(YOUR TASK)
I need all of the entries printed exactly.
[PROVIDED INFORMATION — start]
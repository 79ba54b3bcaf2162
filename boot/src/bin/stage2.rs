//! Stage 2. Everything the kernel assumes on entry happens here:
//!
//!   1. A20 gate opened.
//!   2. E820 memory map collected at physical 0x8000 (u16 entry count,
//!      then 24-byte entries from 0x8004).
//!   3. Flat GDT loaded, protected mode entered.
//!   4. The kernel image (inode 0 of the flat filesystem, laid out
//!      contiguously by the builder) read over ATA PIO to 1 MiB.
//!   5. Jump to 0x100000.

#![no_std]
#![no_main]

use core::arch::global_asm;
use core::panic::PanicInfo;

global_asm!(r#"
.section .text._start
.code16
.global _start
_start:
    cld

    // A20 through the fast gate
    in al, 0x92
    or al, 2
    out 0x92, al

    // E820 map to 0x8000: count first, entries from 0x8004
    mov di, 0x8004
    xor ebx, ebx
    xor bp, bp
e820_loop:
    mov eax, 0xe820
    mov edx, 0x534d4150        // 'SMAP'
    mov ecx, 24
    mov dword ptr [di + 20], 1 // ACPI 3.x extended attribute default
    int 0x15
    jc e820_done
    cmp eax, 0x534d4150
    jne e820_done
    inc bp
    add di, 24
    test ebx, ebx
    jnz e820_loop
e820_done:
    mov word ptr [0x8000], bp

    // Protected mode
    cli
    lgdt [gdtr]
    mov eax, cr0
    or eax, 1
    mov cr0, eax
    // far jump, 16-bit encoding with a 32-bit offset
    .byte 0x66, 0xea
    .long pm_entry
    .word 0x08

.code32
pm_entry:
    mov ax, 0x10
    mov ds, ax
    mov es, ax
    mov fs, ax
    mov gs, ax
    mov ss, ax
    mov esp, 0x90000

    // First sector of the inode table; inode 0 is the kernel image.
    // Scratch at 0xb000, just past our own 16 sectors.
    mov eax, 19
    mov edi, 0xb000
    call ata_read

    // Packed inode: byte 0 used, size dword at +33, blocks[0] at +37.
    mov ecx, [0xb000 + 33]
    add ecx, 511
    shr ecx, 9                 // size in sectors
    mov esi, [0xb000 + 37]     // first LBA, contiguous from here
    mov edi, 0x100000

load_loop:
    mov eax, esi
    push ecx
    call ata_read              // advances edi one sector
    pop ecx
    inc esi
    dec ecx
    jnz load_loop

    mov eax, 0x100000
    jmp eax

// One sector, LBA28 PIO. eax = lba, edi = destination (advanced by 512).
ata_read:
    push ebx
    mov ebx, eax

1:  mov dx, 0x1f7              // wait for BSY to clear
    in al, dx
    test al, 0x80
    jnz 1b

    mov eax, ebx
    shr eax, 24
    and al, 0x0f
    or al, 0xe0                // LBA mode, master
    mov dx, 0x1f6
    out dx, al

    mov dx, 0x1f2
    mov al, 1
    out dx, al

    mov eax, ebx
    mov dx, 0x1f3
    out dx, al
    shr eax, 8
    mov dx, 0x1f4
    out dx, al
    shr eax, 8
    mov dx, 0x1f5
    out dx, al

    mov dx, 0x1f7
    mov al, 0x20               // READ SECTORS
    out dx, al

2:  in al, dx                  // BSY clear and DRQ set
    test al, 0x80
    jnz 2b
    test al, 0x08
    jz 2b

    mov dx, 0x1f0
    mov ecx, 256
3:  in ax, dx
    mov [edi], ax
    add edi, 2
    loop 3b

    pop ebx
    ret

.align 8
gdt:
    .quad 0
    .quad 0x00cf9a000000ffff   // ring-0 code, flat 4 GiB
    .quad 0x00cf92000000ffff   // ring-0 data, flat 4 GiB
gdtr:
    .word 23
    .long gdt
"#);

#[panic_handler]
fn panic(_info: &PanicInfo) -> ! {
    loop {}
}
[PROVIDED INFORMATION — finish]
(YOUR RESPONSE)
repository 79ba54b3bcaf2162
filename boot/src/bin/stage2.rs
//! Stage 2. Everything the kernel assumes on entry happens here:
//!
//!   1. A20 gate opened.
//!   2. E820 memory map collected at physical 0x8000 (u16 entry count,
//!      then 24-byte entries from 0x8004).
//!   3. Flat GDT loaded, protected mode entered.
//!   4. The kernel image (inode 0 of the flat filesystem, laid out
//!      contiguously by the builder) read over ATA PIO to 1 MiB.
//!   5. Jump to 0x100000.

#![no_std]
#![no_main]

use core::arch::global_asm;
use core::panic::PanicInfo;

global_asm!(r#"
.section .text._start
.code16
.global _start
_start:
    cld

    // A20 through the fast gate
    in al, 0x92
    or al, 2
    out 0x92, al

    // E820 map to 0x8000: count first, entries from 0x8004
    mov di, 0x8004
    xor ebx, ebx
    xor bp, bp
e820_loop:
    mov eax, 0xe820
    mov edx, 0x534d4150        // 'SMAP'
    mov ecx, 24
    mov dword ptr [di + 20], 1 // ACPI 3.x extended attribute default
    int 0x15
    jc e820_done
    cmp eax, 0x534d4150
    jne e820_done
    inc bp
    add di, 24
    test ebx, ebx
    jnz e820_loop
e820_done:
    mov word ptr [0x8000], bp

    // Protected mode
    cli
    lgdt [gdtr]
    mov eax, cr0
    or eax, 1
    mov cr0, eax
    // far jump, 16-bit encoding with a 32-bit offset
    .byte 0x66, 0xea
    .long pm_entry
    .word 0x08

.code32
pm_entry:
    mov ax, 0x10
    mov ds, ax
    mov es, ax
    mov fs, ax
    mov gs, ax
    mov ss, ax
    mov esp, 0x90000

    // First sector of the inode table; inode 0 is the kernel image.
    // Scratch at 0xb000, just past our own 16 sectors.
    mov eax, 19
    mov edi, 0xb000
    call ata_read

    // Packed inode: byte 0 used, size dword at +33, blocks[0] at +37.
    mov ecx, [0xb000 + 33]
    add ecx, 511
    shr ecx, 9                 // size in sectors
    mov esi, [0xb000 + 37]     // first LBA, contiguous from here
    mov edi, 0x100000

load_loop:
    mov eax, esi
    push ecx
    call ata_read              // advances edi one sector
    pop ecx
    inc esi
    dec ecx
    jnz load_loop

    mov eax, 0x100000
    jmp eax

// One sector, LBA28 PIO. eax = lba, edi = destination (advanced by 512).
ata_read:
    push ebx
    mov ebx, eax

1:  mov dx, 0x1f7              // wait for BSY to clear
    in al, dx
    test al, 0x80
    jnz 1b

    mov eax, ebx
    shr eax, 24
    and al, 0x0f
    or al, 0xe0                // LBA mode, master
    mov dx, 0x1f6
    out dx, al

    mov dx, 0x1f2
    mov al, 1
    out dx, al

    mov eax, ebx
    mov dx, 0x1f3
    out dx, al
    shr eax, 8
    mov dx, 0x1f4
    out dx, al
    shr eax, 8
    mov dx, 0x1f5
    out dx, al

    mov dx, 0x1f7
    mov al, 0x20               // READ SECTORS
    out dx, al

2:  in al, dx                  // BSY clear and DRQ set
    test al, 0x80
    jnz 2b
    test al, 0x08
    jz 2b

    mov dx, 0x1f0
    mov ecx, 256
3:  in ax, dx
    mov [edi], ax
    add edi, 2
    loop 3b

    pop ebx
    ret

.align 8
gdt:
    .quad 0
    .quad 0x00cf9a000000ffff   // ring-0 code, flat 4 GiB
    .quad 0x00cf92000000ffff   // ring-0 data, flat 4 GiB
gdtr:
    .word 23
    .long gdt
"#);

#[panic_handler]
fn panic(_info: &PanicInfo) -> ! {
    loop {}
}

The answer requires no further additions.